昨日は「一万年落下」「タビビトノキ」を久々にやりました。「一万年落下」は梨木香歩さんの小説「裏庭」に出てくるセリフから着想を得ました。
「私たちはどのくらい落ちていってるのかな」
「今一万年くらいだよ、たぶん」
確かこんな。
しかし、この曲構成は異常(笑)。途中部分のドラムループは演奏していて頭がおかしくなりそうです。
激しい曲が終わると息が上がるのは、予定されていたツアーが中止になり久々のライブだからだと思いまして「ツアーが中止になって久々のライブで」とMCで2回話してしまい、織原良次にツッコまれました。おじいさんかよ(笑)。
もう音楽的な詰めはやらなくていいような気がする。あとは録るだけ。今が最高なので。
このバンドをやっていて良かったな、と思います。志宏は、MCで自分と織原が話しているのを横で見ていて同じ事を思ったそうで。
我々の世界はロックバンドと違って個人個人で様々な活動をしているため、メンバーは日々それぞれアップデートしていきます。
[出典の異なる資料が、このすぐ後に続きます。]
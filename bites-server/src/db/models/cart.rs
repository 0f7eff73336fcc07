//! Cart Line Item Model
//!
//! One row per (user, product). Rows for a user are deleted wholesale
//! after a successful checkout.

use serde::{Deserialize, Serialize};
use surrealdb::RecordId;

use super::serde_helpers;

/// Cart line item
#[derive(Debug, Clone, Serialize, Deserialize)]
pub struct CartItem {
    #[serde(
        default,
        with = "serde_helpers::option_record_id",
        skip_serializing_if = "Option::is_none"
    )]
    pub id: Option<RecordId>,
    #[serde(with = "serde_helpers::record_id")]
    pub user: RecordId,
    #[serde(with = "serde_helpers::record_id")]
    pub product: RecordId,
    pub quantity: u32,
    pub created_at: String,
}

#[derive(Debug, Clone, Deserialize)]
pub struct CartItemCreate {
    pub product_id: String,
    #[serde(default = "default_quantity")]
    pub quantity: u32,
}

fn default_quantity() -> u32 {
    1
}

#[derive(Debug, Clone, Deserialize)]
pub struct CartItemUpdate {
    pub quantity: u32,
}

/// Cart line joined with its product (list view for the storefront)
#[derive(Debug, Clone, Serialize)]
pub struct CartItemFull {
    pub item: CartItem,
    pub product: Option<super::Product>,
}
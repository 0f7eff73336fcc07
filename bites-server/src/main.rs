use bites_server::{Config, Server, ServerState, setup_environment};

#[tokio::main]
async fn main() -> Result<(), Box<dyn std::error::Error>> {
    setup_environment();

    tracing::info!("CampusBites server starting...");

    let config = Config::from_env();
    let state = ServerState::initialize(&config).await;

    let server = Server::with_state(config, state);
    if let Err(e) = server.run().await {
        tracing::error!("Server error: {}", e);
        return Err(e.into());
    }

    Ok(())
}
会うのも久々、お互いに近況報告をし、コロナウィルスの影響など情報交換をしました。
メンバー3人でアップデートの内容も違うし、各人家庭もあり、僕なんか長野県民だし、でもその違いを受け入れ楽しむ。受け入れるという事がお互いに共有できているため、めちゃくちゃ居心地がいいです、僕は(笑)。組んだ時にそういうメンバーを選んだのだと思います。
人間的に「違いを楽しめる」ができれば、音楽でそれができるから。
昨日の「雪閃」とか、めちゃくちゃ自由だなと思います。相当な信頼関係がないとこんな音楽にはならないなあ。
撮影した最新の動画をYouTubeにアップしました。
https://youtu.be/__O3assJOes
「13 years」「タビビトノキ」「ブロッケンの妖怪(ベースソロ)」「一万年落下」「雪閃テーマ」「雪閃アドリブ部分」です。
2006年初頭、このTrio Zeroのために作曲して発表する事を始めてみたわけですが、家にはギターしかない。しかも全く弾けません。
なので、なんとなくグルーヴをイメージしながらまずメロディをつくり(弾ける範囲で)、レコーダー(当時はMD)に録音→再生しながらベースラインを当てていきます。
メロディとベースラインが決まると何となくコードが決まります。
五線譜を用意してなかったので大学ノートに音符を書きました(笑)。
構成について。テーマ→ソロ回し→テーマを同じコード進行で回す、ジャズの定石の構成にあまり魅力を感じません。「アドリブは楽曲のために存在する」という思いは今でも一貫しているので、橋本学オリジナル曲はアドリブ用に新たにパートを用意している事が多いです。
そうして最初にできた2曲が「ブロッケンの妖怪」「セントエルモの炎」でした。「ブロッケン」は構成を大きく変えて未だにライブのクライマックスに演奏しています。
現在は楽器ではなく、iPhoneにあるGarageBandにピアノ(メロディ)・ベース・ドラムを打ち込んで、最後にシンセでコード確認をして決めています。
自分の曲のドラムについては、いつもライブ当日まで何も決めずに行き、2人に演奏してもらうのを聴きながら何となく叩いています(笑)。楽曲のイメージがわかっていればドラムは自然とそこにいく、という感じかな。